Mike's
Story
Step One in
SA states that we realized we are powerless over lust and that our
lives had become unmanageable. I was powerless in that I couldn't stop
doing what I was doing, despite all the pain and damage I was causing
to myself and those around me. My life had become unmanageable; I
had lost my job, my marriage was failing and I was leading a
chaotic double life.
How did I get to this place? How could I have allowed myself to inflict
so much pain and not be able to simply stop? After all, I was
doing what I felt most guys did: I watched pornography and
masturbated whenever I could. And whenever I wasn't doing that, I
was thinking about the next opportunity to do so. Stopping
shouldn't have been difficult. And I did indeed stop...hundreds
of times, each time with the firm resolve to never do it again.
But that firm resolve soon faded as lust took over ...and there I was,
doing it again.
As a child I was curious in the opposite sex- what they looked like
under their clothes, mainly. I found out at a young age when I leafed
through a National Geographic magazine. This coincided with my
first masturbation experience to an image, and this is where I
believe I became an addict. Soon I graduated to lingerie ads and then
to my father's Playboy magazines. I could never get enough in
school. I objectified every female, young and old alike, and soon I
became a voyeur.
As I grew into my teens, my obsession grew and I couldn't concentrate
in school and my grades suffered. At 16 I was watching hard-core
pornography and couldn't wait to do the things I was seeing in
the pictures. I got my chance with my first girlfriend in high-school.
I professed my love but only wanted to act out with her the things I
had seen in the magazines and videos. This was my life for the next ten
years and as technology grew, I latched on to the latest ways to
act out my addiction through DVD's and the Internet. If my addiction
had been bad before, this multiplied it by a thousand. The
Internet to me was an endless black-hole of pornography, always
promising something new for me the next day. This was a
sexaholic's dream come true and I took advantage of it, spending
all my time sitting in front of a screen. I did this at work as well,
and I got discovered. To my humiliation my boss saw the sites I
had looked at and demoted and transferred me. I resolved to stop
for good but was back at it within a week.
At home, my wife caught me with porn many times. I had originally
thought marriage would surely get me to stop, but I was dead wrong. She
couldn't understand why I preferred the images to her and I
couldn't understand it either. Therapists and marriage counselors
offered no solutions. One counselor even suggested to me that I was
normal and my wife was the problem! Finally a marriage counselor
told us about SA and how I was a sexaholic. He said many people
such as I had recovered and gone on to live productive, sober lives.

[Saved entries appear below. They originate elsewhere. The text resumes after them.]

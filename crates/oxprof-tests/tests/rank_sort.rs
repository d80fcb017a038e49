//! Rank Sort Tests
//!
//! `sort_by_rank` must group members by descending rank and keep the
//! previous order inside every group.

use oxprof_core::{ParentKind, RefContainer};
use oxprof_tests::patterns::{RankPattern, SEEDS, generate_ranks};

fn indexed(count: usize) -> RefContainer<usize> {
    let mut list = RefContainer::new(ParentKind::Detached);
    for i in 0..count {
        list.push(i).unwrap();
    }
    list
}

fn order(list: &RefContainer<usize>) -> Vec<usize> {
    list.iter().map(|i| **i).collect()
}

/// Sort `ranks` and check the result against a stable reference sort
fn check(ranks: Vec<i32>) {
    let mut list = indexed(ranks.len());
    let mut sorted_ranks = ranks.clone();
    list.sort_by_rank(&mut sorted_ranks);

    let mut expected: Vec<usize> = (0..ranks.len()).collect();
    expected.sort_by_key(|&i| std::cmp::Reverse(ranks[i]));

    assert_eq!(order(&list), expected, "ranks {:?}", ranks);
    assert!(sorted_ranks.windows(2).all(|w| w[0] >= w[1]));
    for (member, rank) in order(&list).iter().zip(&sorted_ranks) {
        assert_eq!(ranks[*member], *rank);
    }
}

#[test]
fn random_ranks_sort_stably() {
    for seed in SEEDS {
        for count in [1, 2, 7, 31, 100] {
            check(generate_ranks(RankPattern::Random { seed, range: 3 }, count));
            check(generate_ranks(RankPattern::Random { seed, range: 1000 }, count));
        }
    }
}

#[test]
fn flat_ranks_keep_order() {
    let ranks = generate_ranks(RankPattern::Flat(-2), 12);
    let mut list = indexed(12);
    let mut sorted = ranks.clone();
    list.sort_by_rank(&mut sorted);

    assert_eq!(order(&list), (0..12).collect::<Vec<_>>());
    assert_eq!(sorted, ranks);
}

#[test]
fn ascending_ranks_reverse() {
    let ranks = generate_ranks(RankPattern::Ascending, 9);
    let mut list = indexed(9);
    let mut sorted = ranks.clone();
    list.sort_by_rank(&mut sorted);

    assert_eq!(order(&list), (0..9).rev().collect::<Vec<_>>());
    assert_eq!(sorted, (0..9).rev().collect::<Vec<i32>>());
}

#[test]
fn missing_ranks_count_as_zero() {
    let mut list = indexed(4);
    let mut ranks = [-1, 5];
    list.sort_by_rank(&mut ranks);

    // members 2 and 3 have no rank
    assert_eq!(order(&list), vec![1, 2, 3, 0]);
    assert_eq!(ranks, [5, 0]);
}

#[test]
fn empty_list_is_untouched() {
    let mut list = indexed(0);
    let mut ranks: [i32; 0] = [];
    list.sort_by_rank(&mut ranks);
    assert!(list.is_empty());
}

This was the answer I had been looking for. However, once I started
attending meetings, I realized that perhaps I wasn't quite ready
to give up my “old friend," my addiction. I stayed
physically sober for some months but the obsession never left my mind.
I didn't work the steps as I should have. I stayed in for a couple of
years wondering if I would ever get “it”. Eventually, I
stopped attending meetings altogether and went back “out
there”. This time it was worse than before. I continued my porn
and masturbation addiction relentlessly while pretending to my
wife I was sober and attending meetings. I was in a living Hell.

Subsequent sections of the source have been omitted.